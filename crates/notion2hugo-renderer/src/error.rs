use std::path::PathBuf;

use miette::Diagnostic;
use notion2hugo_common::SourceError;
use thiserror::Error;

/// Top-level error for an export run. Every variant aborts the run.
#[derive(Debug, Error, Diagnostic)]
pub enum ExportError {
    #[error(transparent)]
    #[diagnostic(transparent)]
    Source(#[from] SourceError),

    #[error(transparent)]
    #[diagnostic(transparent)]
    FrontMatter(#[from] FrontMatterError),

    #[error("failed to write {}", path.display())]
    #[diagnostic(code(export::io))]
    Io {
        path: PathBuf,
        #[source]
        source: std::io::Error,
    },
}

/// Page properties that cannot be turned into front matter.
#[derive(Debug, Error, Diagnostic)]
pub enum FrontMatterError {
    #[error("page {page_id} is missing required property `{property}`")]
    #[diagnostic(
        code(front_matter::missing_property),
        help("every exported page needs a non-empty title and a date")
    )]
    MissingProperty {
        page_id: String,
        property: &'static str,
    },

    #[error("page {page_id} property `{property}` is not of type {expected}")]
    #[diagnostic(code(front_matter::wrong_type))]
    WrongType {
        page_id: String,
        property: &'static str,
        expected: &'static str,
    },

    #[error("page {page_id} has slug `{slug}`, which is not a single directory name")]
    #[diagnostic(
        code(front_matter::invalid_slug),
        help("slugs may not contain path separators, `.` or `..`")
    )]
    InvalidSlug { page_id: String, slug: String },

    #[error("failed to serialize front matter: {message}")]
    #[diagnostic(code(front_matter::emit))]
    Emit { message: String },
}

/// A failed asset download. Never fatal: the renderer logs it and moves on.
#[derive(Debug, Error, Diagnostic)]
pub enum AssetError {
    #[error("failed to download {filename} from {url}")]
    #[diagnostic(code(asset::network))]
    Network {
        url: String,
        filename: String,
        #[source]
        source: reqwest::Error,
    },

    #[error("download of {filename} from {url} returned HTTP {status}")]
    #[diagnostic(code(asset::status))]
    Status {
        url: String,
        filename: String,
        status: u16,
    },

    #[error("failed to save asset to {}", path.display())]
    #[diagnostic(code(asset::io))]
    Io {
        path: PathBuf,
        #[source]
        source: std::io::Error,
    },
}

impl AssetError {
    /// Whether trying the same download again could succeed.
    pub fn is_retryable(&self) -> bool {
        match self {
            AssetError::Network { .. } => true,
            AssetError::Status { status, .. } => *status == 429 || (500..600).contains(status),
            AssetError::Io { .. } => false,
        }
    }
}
::::::::::
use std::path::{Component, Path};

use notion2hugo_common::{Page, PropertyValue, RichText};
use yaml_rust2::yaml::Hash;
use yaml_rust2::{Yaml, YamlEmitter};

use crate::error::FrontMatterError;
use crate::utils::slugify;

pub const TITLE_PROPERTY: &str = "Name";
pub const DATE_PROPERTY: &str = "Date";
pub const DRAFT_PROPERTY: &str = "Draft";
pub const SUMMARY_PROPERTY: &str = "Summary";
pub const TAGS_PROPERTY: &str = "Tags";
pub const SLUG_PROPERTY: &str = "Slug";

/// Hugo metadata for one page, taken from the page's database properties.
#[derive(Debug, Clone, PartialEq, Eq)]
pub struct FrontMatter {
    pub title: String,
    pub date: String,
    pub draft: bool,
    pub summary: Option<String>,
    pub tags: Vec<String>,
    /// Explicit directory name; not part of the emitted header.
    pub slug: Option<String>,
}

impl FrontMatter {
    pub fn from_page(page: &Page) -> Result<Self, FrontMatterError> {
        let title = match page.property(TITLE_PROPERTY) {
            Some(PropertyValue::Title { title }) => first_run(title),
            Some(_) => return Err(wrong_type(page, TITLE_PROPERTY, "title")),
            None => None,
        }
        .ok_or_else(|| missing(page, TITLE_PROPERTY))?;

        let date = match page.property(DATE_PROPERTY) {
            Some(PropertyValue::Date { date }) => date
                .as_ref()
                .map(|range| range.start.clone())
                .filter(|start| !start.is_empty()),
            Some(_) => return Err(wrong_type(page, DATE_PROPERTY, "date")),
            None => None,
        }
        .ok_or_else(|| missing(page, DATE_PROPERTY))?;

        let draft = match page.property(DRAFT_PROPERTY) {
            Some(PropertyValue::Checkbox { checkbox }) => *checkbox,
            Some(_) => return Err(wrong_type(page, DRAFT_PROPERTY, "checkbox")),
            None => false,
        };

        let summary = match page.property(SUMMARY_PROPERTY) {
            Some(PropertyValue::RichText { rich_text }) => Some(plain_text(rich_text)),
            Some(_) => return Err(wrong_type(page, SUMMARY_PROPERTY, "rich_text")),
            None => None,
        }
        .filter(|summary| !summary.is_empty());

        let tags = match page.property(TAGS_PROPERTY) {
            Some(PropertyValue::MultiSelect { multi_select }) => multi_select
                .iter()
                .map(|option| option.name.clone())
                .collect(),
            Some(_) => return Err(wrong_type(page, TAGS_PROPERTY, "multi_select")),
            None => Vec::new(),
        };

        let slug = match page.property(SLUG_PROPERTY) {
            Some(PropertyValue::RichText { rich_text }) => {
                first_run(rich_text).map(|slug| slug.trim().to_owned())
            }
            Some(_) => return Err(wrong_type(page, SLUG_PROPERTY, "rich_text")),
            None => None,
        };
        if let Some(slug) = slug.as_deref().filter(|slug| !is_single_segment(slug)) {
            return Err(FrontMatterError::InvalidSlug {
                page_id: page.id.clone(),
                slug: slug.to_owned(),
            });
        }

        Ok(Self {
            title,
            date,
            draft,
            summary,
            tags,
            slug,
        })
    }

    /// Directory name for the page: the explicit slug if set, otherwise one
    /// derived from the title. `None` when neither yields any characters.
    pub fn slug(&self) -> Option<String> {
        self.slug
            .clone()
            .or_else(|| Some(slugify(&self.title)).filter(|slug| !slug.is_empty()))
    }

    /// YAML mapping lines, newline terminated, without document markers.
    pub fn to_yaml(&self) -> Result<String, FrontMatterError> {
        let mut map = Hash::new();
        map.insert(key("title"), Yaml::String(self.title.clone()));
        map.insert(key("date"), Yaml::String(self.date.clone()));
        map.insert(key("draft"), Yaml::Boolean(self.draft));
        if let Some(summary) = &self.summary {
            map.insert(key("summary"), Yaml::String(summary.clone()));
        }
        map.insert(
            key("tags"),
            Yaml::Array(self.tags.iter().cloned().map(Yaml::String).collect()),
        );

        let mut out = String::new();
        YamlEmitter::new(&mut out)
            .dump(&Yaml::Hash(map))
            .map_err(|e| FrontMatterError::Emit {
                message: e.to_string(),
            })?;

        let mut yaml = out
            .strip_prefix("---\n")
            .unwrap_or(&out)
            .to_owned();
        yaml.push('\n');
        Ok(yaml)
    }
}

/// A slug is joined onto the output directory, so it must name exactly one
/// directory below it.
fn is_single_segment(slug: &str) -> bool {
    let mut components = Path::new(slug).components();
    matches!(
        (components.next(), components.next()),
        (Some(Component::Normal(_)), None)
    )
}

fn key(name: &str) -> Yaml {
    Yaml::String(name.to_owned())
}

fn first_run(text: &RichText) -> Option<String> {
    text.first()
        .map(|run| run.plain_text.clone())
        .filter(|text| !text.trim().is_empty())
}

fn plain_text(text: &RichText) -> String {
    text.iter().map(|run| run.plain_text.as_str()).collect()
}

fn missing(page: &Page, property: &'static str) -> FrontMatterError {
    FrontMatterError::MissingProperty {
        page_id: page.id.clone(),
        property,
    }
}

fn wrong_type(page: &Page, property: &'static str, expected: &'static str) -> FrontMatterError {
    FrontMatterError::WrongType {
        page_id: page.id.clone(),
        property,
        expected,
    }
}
::::::::::
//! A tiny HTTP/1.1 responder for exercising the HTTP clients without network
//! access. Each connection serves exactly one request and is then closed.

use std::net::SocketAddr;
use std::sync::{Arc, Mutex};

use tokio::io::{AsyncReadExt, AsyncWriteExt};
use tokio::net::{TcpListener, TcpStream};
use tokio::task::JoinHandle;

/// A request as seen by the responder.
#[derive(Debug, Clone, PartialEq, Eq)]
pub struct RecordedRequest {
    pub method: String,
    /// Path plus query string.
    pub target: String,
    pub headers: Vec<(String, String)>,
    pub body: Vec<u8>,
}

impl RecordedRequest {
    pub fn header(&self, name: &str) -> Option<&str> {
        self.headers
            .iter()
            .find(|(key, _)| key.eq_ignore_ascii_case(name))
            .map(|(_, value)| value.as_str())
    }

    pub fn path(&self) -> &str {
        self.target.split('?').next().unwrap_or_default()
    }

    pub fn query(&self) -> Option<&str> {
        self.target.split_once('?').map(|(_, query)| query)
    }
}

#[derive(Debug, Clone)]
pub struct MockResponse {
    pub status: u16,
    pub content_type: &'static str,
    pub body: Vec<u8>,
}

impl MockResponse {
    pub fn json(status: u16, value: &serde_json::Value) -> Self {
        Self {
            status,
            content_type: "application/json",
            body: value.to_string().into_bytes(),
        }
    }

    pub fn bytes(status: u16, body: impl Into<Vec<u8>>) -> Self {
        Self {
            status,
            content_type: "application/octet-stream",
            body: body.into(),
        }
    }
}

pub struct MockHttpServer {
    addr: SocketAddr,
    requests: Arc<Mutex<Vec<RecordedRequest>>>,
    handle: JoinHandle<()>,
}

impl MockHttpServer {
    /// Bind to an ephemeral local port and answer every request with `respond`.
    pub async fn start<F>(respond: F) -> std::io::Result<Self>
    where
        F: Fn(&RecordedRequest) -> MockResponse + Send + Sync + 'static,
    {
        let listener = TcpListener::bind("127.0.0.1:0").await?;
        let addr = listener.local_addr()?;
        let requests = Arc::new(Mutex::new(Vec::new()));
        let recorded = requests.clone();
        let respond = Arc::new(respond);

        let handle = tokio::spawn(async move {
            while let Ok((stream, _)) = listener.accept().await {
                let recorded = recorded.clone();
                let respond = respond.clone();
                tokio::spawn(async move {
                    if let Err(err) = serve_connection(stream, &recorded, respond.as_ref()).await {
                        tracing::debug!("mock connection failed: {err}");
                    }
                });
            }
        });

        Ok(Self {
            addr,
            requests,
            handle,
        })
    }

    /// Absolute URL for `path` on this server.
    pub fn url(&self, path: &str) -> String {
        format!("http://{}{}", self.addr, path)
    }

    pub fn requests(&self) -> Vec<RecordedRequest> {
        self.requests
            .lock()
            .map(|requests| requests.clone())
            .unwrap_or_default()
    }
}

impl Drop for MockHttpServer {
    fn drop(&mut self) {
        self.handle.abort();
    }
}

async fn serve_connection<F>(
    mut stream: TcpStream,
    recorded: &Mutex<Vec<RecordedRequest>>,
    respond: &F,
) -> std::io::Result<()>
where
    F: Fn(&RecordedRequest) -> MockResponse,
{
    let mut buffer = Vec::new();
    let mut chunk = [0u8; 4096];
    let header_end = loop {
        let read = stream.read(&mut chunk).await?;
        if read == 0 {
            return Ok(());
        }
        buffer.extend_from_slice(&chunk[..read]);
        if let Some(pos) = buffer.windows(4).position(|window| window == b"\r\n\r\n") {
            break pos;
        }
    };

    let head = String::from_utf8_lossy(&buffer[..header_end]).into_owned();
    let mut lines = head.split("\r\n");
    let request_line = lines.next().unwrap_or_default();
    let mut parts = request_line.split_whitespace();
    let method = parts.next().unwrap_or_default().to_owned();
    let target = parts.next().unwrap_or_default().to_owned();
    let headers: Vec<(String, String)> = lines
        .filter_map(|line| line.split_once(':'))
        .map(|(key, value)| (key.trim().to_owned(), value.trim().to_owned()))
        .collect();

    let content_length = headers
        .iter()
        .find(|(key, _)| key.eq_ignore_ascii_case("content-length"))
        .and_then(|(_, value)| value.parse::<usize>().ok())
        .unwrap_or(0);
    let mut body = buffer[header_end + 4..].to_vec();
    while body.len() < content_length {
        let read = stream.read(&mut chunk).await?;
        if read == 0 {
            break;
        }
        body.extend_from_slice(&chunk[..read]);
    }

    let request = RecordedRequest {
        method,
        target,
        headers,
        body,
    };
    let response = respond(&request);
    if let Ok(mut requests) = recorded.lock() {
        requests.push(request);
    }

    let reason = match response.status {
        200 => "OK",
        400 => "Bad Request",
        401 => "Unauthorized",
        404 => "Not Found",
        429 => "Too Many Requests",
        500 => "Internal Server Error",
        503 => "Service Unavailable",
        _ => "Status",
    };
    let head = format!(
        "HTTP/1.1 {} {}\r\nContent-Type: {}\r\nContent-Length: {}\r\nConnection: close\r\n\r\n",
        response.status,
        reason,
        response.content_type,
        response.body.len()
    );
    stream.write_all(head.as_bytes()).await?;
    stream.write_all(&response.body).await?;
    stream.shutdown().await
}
::::::::::
Brief
The number of lines in the data that contain the word "Hash" is all that should be stated.

Exercise output
3